Top Stories Reassessment Proceedings under Income Tax Act without Application of Mind: Delhi HC upholds order of ITAT [Read Order] The court observed that the PCIT has failed to satisfactorily record its concurrence. By no prudent stretch of the imagination, the expression “Yes” could be considered to be a valid approval By Yogitha S. Yogesh – On March 16, 2024 5:03 pm – 3 mins read The Delhi High Court upheld the order of the Income Tax Appellate Tribunal [ “ITAT” ] since the reassessment proceedings under the Income Tax Act, 1961 were without application of mind. Pioneer Town Planners Pvt Ltd, the respondent-assessee filed its income tax return [ “ITR” ] which was processed under Section 143(1) of the Income Tax Act, 1961. Subsequently, a search operation was carried out on the premises of Shriji Group entities, of which the respondent-assessee was one of the concerns. Under the said search operation, reassessment proceedings were initiated against the respondent-assessee, whereby, the AO held that the respondent-assessee has taken accommodation entry amounting to Rs.4,79,00,000/- which had escaped assessment. Upon recording of “reasons to believe” by the concerned authority, a notice under Section 148 of the Act was duly issued to the respondent-assessee. Consequently, the respondent-assessee replied to the said notice with a request to consider the ITR it originally filed as the one filed in response to the notice under Section 148 of the Act. The provisions encapsulated under Section 143(3) read with Section 147 of the Act, the AO framed a reassessment order by making additions on account of unexplained (i) share premium and (ii) expenditure of commission for accommodation entries.
The total taxable value determined by the AO amounted to Rs.10,80,47,000/-. The respondent-assessee preferred an appeal before the Commissioner of Income Tax (Appeals) [“CIT (A)”]. The respondent-assessee challenged the aforesaid order passed by the CIT (A) before the ITAT, whereby, the appeal of the respondent-assessee has been allowed and it has been held that the AO initiated the reassessment proceedings based on borrowed satisfaction and without any application of mind. Counsel appearing on behalf of the Revenue submitted that the mandate of Section 151 of the Act requires the prescribed authority while approving, to concur with the reasoning of the AO in the reasons recorded or else the approval would be denied by the approving authority. According to him, Section 151 of the Act stipulates that the concurrence of the prescribed authority is a matter of subjective satisfaction of the concerned authority and the rigour of law is duly followed as soon as the approving authority provides its consent for issuance of notice under Section 148 of the Act. He contended that the conditions envisaged in Section 151 of the Act stand satisfied till the time the wordings are unambiguous and cannot be mistaken for approval instead of rejection by the prescribed authority.

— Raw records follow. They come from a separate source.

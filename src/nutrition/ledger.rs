//! Selection ledger
//!
//! An ordered set of chosen meal items with a running calorie total.

use serde::Serialize;

use crate::models::{MealItem, Metrics};

/// Meal items chosen during a browsing session, keyed by item id.
///
/// Insertion order is kept for display. An id appears at most once.
/// The ledger is a value: [`SelectionLedger::toggle`] returns the next
/// state and leaves `self` untouched.
#[derive(Debug, Clone, Default, PartialEq, Eq, Serialize)]
pub struct SelectionLedger {
    items: Vec<MealItem>,
}

impl SelectionLedger {
    /// Create an empty ledger
    pub fn new() -> Self {
        Self::default()
    }

    /// Remove the item if its id is selected, append it otherwise
    pub fn toggle(&self, item: &MealItem) -> Self {
        let items = if self.is_selected(item) {
            self.items
                .iter()
                .filter(|selected| selected.id != item.id)
                .cloned()
                .collect()
        } else {
            let mut items = self.items.clone();
            items.push(item.clone());
            items
        };

        Self { items }
    }

    /// Membership test by id
    pub fn is_selected(&self, item: &MealItem) -> bool {
        self.contains_id(&item.id)
    }

    /// Membership test by raw id
    pub fn contains_id(&self, id: &str) -> bool {
        self.items.iter().any(|selected| selected.id == id)
    }

    /// Sum of known calorie values. Items with unknown calories stay in the
    /// selection but add nothing.
    pub fn total_calories(&self) -> u64 {
        self.items
            .iter()
            .filter_map(|item| item.calories.kcal())
            .map(u64::from)
            .sum()
    }

    /// Number of selected items that contribute to the total
    pub fn counted_items(&self) -> usize {
        self.items.iter().filter(|item| item.calories.is_known()).count()
    }

    /// Calories left before the target is reached (negative when exceeded)
    pub fn remaining(&self, metrics: &Metrics) -> f64 {
        metrics.target_calories - self.total_calories() as f64
    }

    /// Selected items in insertion order
    pub fn items(&self) -> &[MealItem] {
        &self.items
    }

    /// Number of selected items, counted or not
    pub fn len(&self) -> usize {
        self.items.len()
    }

    /// True when nothing is selected
    pub fn is_empty(&self) -> bool {
        self.items.is_empty()
    }
}

#[cfg(test)]
mod tests {
    use super::*;
    use crate::models::{Advisory, Calories, MealTime};

    fn item(title: &str, calories: Calories) -> MealItem {
        MealItem::new(title, MealTime::Lunch, calories)
    }

    fn metrics(target: f64) -> Metrics {
        Metrics {
            bmi: 22.0,
            bmr: 1600.0,
            tdee: target,
            target_calories: target,
            advisory: Advisory::Healthy,
        }
    }

    #[test]
    fn test_toggle_inserts_then_removes() {
        let a = item("A", Calories::Kcal(352));
        let ledger = SelectionLedger::new().toggle(&a);
        assert!(ledger.is_selected(&a));
        assert_eq!(ledger.len(), 1);

        let ledger = ledger.toggle(&a);
        assert!(!ledger.is_selected(&a));
        assert!(ledger.is_empty());
    }

    #[test]
    fn test_double_toggle_is_identity() {
        let a = item("A", Calories::Kcal(100));
        let b = item("B", Calories::Unknown);
        let c = item("C", Calories::Kcal(250));
        let start = SelectionLedger::new().toggle(&a).toggle(&b);

        assert_eq!(start.toggle(&c).toggle(&c), start);
        assert_eq!(SelectionLedger::new().toggle(&c).toggle(&c), SelectionLedger::new());
    }

    #[test]
    fn test_toggle_leaves_previous_state_untouched() {
        let a = item("A", Calories::Kcal(100));
        let before = SelectionLedger::new();
        let after = before.toggle(&a);

        assert!(before.is_empty());
        assert_eq!(after.len(), 1);
    }

    #[test]
    fn test_membership_is_by_id() {
        let original = item("Granola", Calories::Kcal(251));
        let same_id = item("Granola", Calories::Unknown);
        let ledger = SelectionLedger::new().toggle(&original);

        assert!(ledger.is_selected(&same_id));
        assert!(ledger.toggle(&same_id).is_empty());
    }

    #[test]
    fn test_total_excludes_unknown_calories() {
        let ledger = SelectionLedger::new()
            .toggle(&item("A", Calories::Kcal(300)))
            .toggle(&item("B", Calories::Unknown));

        assert_eq!(ledger.total_calories(), 300);
        assert_eq!(ledger.counted_items(), 1);
        assert_eq!(ledger.len(), 2);
    }

    #[test]
    fn test_selection_scenario() {
        let a = item("A", Calories::Kcal(352));
        let b = item("B", Calories::Unknown);

        let ledger = SelectionLedger::new().toggle(&a).toggle(&b);
        assert_eq!(ledger.total_calories(), 352);

        let ledger = ledger.toggle(&a);
        assert_eq!(ledger.items(), &[b.clone()]);
        assert_eq!(ledger.total_calories(), 0);
    }

    #[test]
    fn test_total_of_large_values_does_not_overflow() {
        let ledger = SelectionLedger::new()
            .toggle(&item("Feast", Calories::Kcal(u32::MAX)))
            .toggle(&item("Mint", Calories::Kcal(2)));

        assert_eq!(ledger.total_calories(), u64::from(u32::MAX) + 2);
    }

    #[test]
    fn test_insertion_order_preserved() {
        let a = item("A", Calories::Kcal(1));
        let b = item("B", Calories::Kcal(2));
        let c = item("C", Calories::Kcal(3));
        let ledger = SelectionLedger::new().toggle(&c).toggle(&a).toggle(&b).toggle(&a);

        let titles: Vec<&str> = ledger.items().iter().map(|i| i.title.as_str()).collect();
        assert_eq!(titles, vec!["C", "B"]);
    }

    #[test]
    fn test_remaining_against_target() {
        let ledger = SelectionLedger::new()
            .toggle(&item("A", Calories::Kcal(567)))
            .toggle(&item("B", Calories::Kcal(619)));

        assert_eq!(ledger.remaining(&metrics(2000.0)), 814.0);
        assert_eq!(ledger.remaining(&metrics(1000.0)), -186.0);
        assert_eq!(SelectionLedger::new().remaining(&metrics(2258.7875)), 2258.7875);
    }
}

He further submitted that it is only in cases where the prescribed authority differs from the reasoning assigned by the AO, that is it required to record its reasons for disagreement.

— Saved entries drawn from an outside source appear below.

//! Profile model
//!
//! The anthropometric record the metrics calculator consumes.

use serde::{Deserialize, Serialize};
use thiserror::Error;

/// Profile validation errors
#[derive(Debug, Clone, PartialEq, Error)]
pub enum ProfileError {
    #[error("Missing required field: {0}")]
    MissingField(&'static str),

    #[error("Field '{field}' is not a number: {value}")]
    NotANumber { field: &'static str, value: String },

    #[error("Field '{field}' must be positive, got {value}")]
    NonPositive { field: &'static str, value: f64 },

    #[error("Unknown sex: {0}")]
    UnknownSex(String),
}

/// Result type for profile validation
pub type ProfileResult<T> = Result<T, ProfileError>;

/// Biological sex, selects the Mifflin-St Jeor offset
#[derive(Debug, Clone, Copy, PartialEq, Eq, Hash, Serialize, Deserialize)]
#[serde(rename_all = "lowercase")]
pub enum Sex {
    Male,
    Female,
}

impl Sex {
    pub fn as_str(&self) -> &'static str {
        match self {
            Sex::Male => "male",
            Sex::Female => "female",
        }
    }

    /// Parse a form value ("Man", "woman", "F", ...)
    pub fn from_str(s: &str) -> Option<Self> {
        match s.trim().to_lowercase().as_str() {
            "man" | "male" | "m" => Some(Sex::Male),
            "woman" | "female" | "f" => Some(Sex::Female),
            _ => None,
        }
    }
}

/// Self-reported activity level
#[derive(Debug, Clone, Copy, PartialEq, Eq, Hash, Serialize, Deserialize)]
#[serde(rename_all = "snake_case")]
pub enum ActivityLevel {
    Sedentary,
    LightlyActive,
    ModeratelyActive,
    VeryActive,
    ExtraActive,
    /// Any label outside the multiplier table
    #[serde(other)]
    Unrecognized,
}

impl ActivityLevel {
    pub const ALL: [ActivityLevel; 5] = [
        ActivityLevel::Sedentary,
        ActivityLevel::LightlyActive,
        ActivityLevel::ModeratelyActive,
        ActivityLevel::VeryActive,
        ActivityLevel::ExtraActive,
    ];

    pub fn as_str(&self) -> &'static str {
        match self {
            ActivityLevel::Sedentary => "sedentary",
            ActivityLevel::LightlyActive => "lightly_active",
            ActivityLevel::ModeratelyActive => "moderately_active",
            ActivityLevel::VeryActive => "very_active",
            ActivityLevel::ExtraActive => "extra_active",
            ActivityLevel::Unrecognized => "unrecognized",
        }
    }

    pub fn display_name(&self) -> &'static str {
        match self {
            ActivityLevel::Sedentary => "Sedentary",
            ActivityLevel::LightlyActive => "Lightly Active",
            ActivityLevel::ModeratelyActive => "Moderately Active",
            ActivityLevel::VeryActive => "Very Active",
            ActivityLevel::ExtraActive => "Extra Active",
            ActivityLevel::Unrecognized => "Unrecognized",
        }
    }

    /// Parse a label. Spaces, underscores, dashes and case are ignored, so
    /// "Lightly Active", "lightly_active" and "LightlyActive" all match.
    /// Anything else is `Unrecognized`.
    pub fn from_label(s: &str) -> Self {
        let key: String = s
            .chars()
            .filter(|c| !matches!(c, ' ' | '_' | '-'))
            .collect::<String>()
            .to_lowercase();

        match key.as_str() {
            "sedentary" => ActivityLevel::Sedentary,
            "lightlyactive" => ActivityLevel::LightlyActive,
            "moderatelyactive" => ActivityLevel::ModeratelyActive,
            "veryactive" => ActivityLevel::VeryActive,
            "extraactive" => ActivityLevel::ExtraActive,
            _ => ActivityLevel::Unrecognized,
        }
    }
}

/// A validated profile.
///
/// Fields are private so a `Profile` can only exist once [`Profile::new`]
/// has checked that weight, height and age are positive. The metrics
/// calculator relies on this and does not re-check.
#[derive(Debug, Clone, Copy, PartialEq, Serialize)]
pub struct Profile {
    weight_kg: f64,
    height_cm: f64,
    age_years: u32,
    sex: Sex,
    activity_level: ActivityLevel,
}

impl Profile {
    /// Build a profile, rejecting non-positive or non-finite measurements
    pub fn new(
        weight_kg: f64,
        height_cm: f64,
        age_years: u32,
        sex: Sex,
        activity_level: ActivityLevel,
    ) -> ProfileResult<Self> {
        check_positive("weight", weight_kg)?;
        check_positive("height", height_cm)?;
        if age_years == 0 {
            return Err(ProfileError::NonPositive { field: "age", value: 0.0 });
        }

        Ok(Self {
            weight_kg,
            height_cm,
            age_years,
            sex,
            activity_level,
        })
    }

    pub fn weight_kg(&self) -> f64 {
        self.weight_kg
    }

    pub fn height_cm(&self) -> f64 {
        self.height_cm
    }

    pub fn age_years(&self) -> u32 {
        self.age_years
    }

    pub fn sex(&self) -> Sex {
        self.sex
    }

    pub fn activity_level(&self) -> ActivityLevel {
        self.activity_level
    }
}

fn check_positive(field: &'static str, value: f64) -> ProfileResult<()> {
    if value.is_finite() && value > 0.0 {
        Ok(())
    } else {
        Err(ProfileError::NonPositive { field, value })
    }
}

#[cfg(test)]
mod tests {
    use super::*;

    #[test]
    fn test_sex_from_form_values() {
        assert_eq!(Sex::from_str("Man"), Some(Sex::Male));
        assert_eq!(Sex::from_str("Woman"), Some(Sex::Female));
        assert_eq!(Sex::from_str(" female "), Some(Sex::Female));
        assert_eq!(Sex::from_str("M"), Some(Sex::Male));
        assert_eq!(Sex::from_str("other"), None);
    }

    #[test]
    fn test_activity_level_labels() {
        assert_eq!(ActivityLevel::from_label("Sedentary"), ActivityLevel::Sedentary);
        assert_eq!(ActivityLevel::from_label("Lightly Active"), ActivityLevel::LightlyActive);
        assert_eq!(ActivityLevel::from_label("moderately_active"), ActivityLevel::ModeratelyActive);
        assert_eq!(ActivityLevel::from_label("VeryActive"), ActivityLevel::VeryActive);
        assert_eq!(ActivityLevel::from_label("extra-active"), ActivityLevel::ExtraActive);
        assert_eq!(ActivityLevel::from_label("couch potato"), ActivityLevel::Unrecognized);
    }

    #[test]
    fn test_activity_level_display_round_trip() {
        for level in ActivityLevel::ALL {
            assert_eq!(ActivityLevel::from_label(level.display_name()), level);
            assert_eq!(ActivityLevel::from_label(level.as_str()), level);
        }
    }

    #[test]
    fn test_activity_level_deserializes_unknown_as_unrecognized() {
        let level: ActivityLevel = serde_json::from_str(r#""very_active""#).unwrap();
        assert_eq!(level, ActivityLevel::VeryActive);
        let level: ActivityLevel = serde_json::from_str(r#""marathoner""#).unwrap();
        assert_eq!(level, ActivityLevel::Unrecognized);
    }

    #[test]
    fn test_profile_rejects_non_positive() {
        let err = Profile::new(0.0, 175.0, 30, Sex::Male, ActivityLevel::Sedentary).unwrap_err();
        assert_eq!(err, ProfileError::NonPositive { field: "weight", value: 0.0 });

        let err = Profile::new(70.0, -1.0, 30, Sex::Male, ActivityLevel::Sedentary).unwrap_err();
        assert_eq!(err, ProfileError::NonPositive { field: "height", value: -1.0 });

        let err = Profile::new(70.0, 175.0, 0, Sex::Male, ActivityLevel::Sedentary).unwrap_err();
        assert_eq!(err, ProfileError::NonPositive { field: "age", value: 0.0 });

        assert!(Profile::new(f64::NAN, 175.0, 30, Sex::Male, ActivityLevel::Sedentary).is_err());
        assert!(Profile::new(70.0, f64::INFINITY, 30, Sex::Male, ActivityLevel::Sedentary).is_err());
    }

    #[test]
    fn test_profile_accessors() {
        let p = Profile::new(70.0, 175.0, 30, Sex::Female, ActivityLevel::VeryActive).unwrap();
        assert_eq!(p.weight_kg(), 70.0);
        assert_eq!(p.height_cm(), 175.0);
        assert_eq!(p.age_years(), 30);
        assert_eq!(p.sex(), Sex::Female);
        assert_eq!(p.activity_level(), ActivityLevel::VeryActive);
    }
}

Counsel additionally submitted that the ITAT has erroneously taken the view that the AO had acted upon borrowed satisfaction from the Investigation Wing, without any independent application of mind. Per contra, counsel appearing on behalf of the assessee vehemently opposed the submissions advanced by the Revenue and submitted that the instant appeal raises no substantial question of law. The PCIT has failed to satisfactorily record its concurrence. By no prudent stretch of the imagination, the expression “Yes” could be considered to be a valid approval. In fact, the approval in the instant case is apparently akin to the rubber stamping of “Yes” in the case of Central India Electric Supply. The Court upheld the order of ITAT and dismissed the appeal.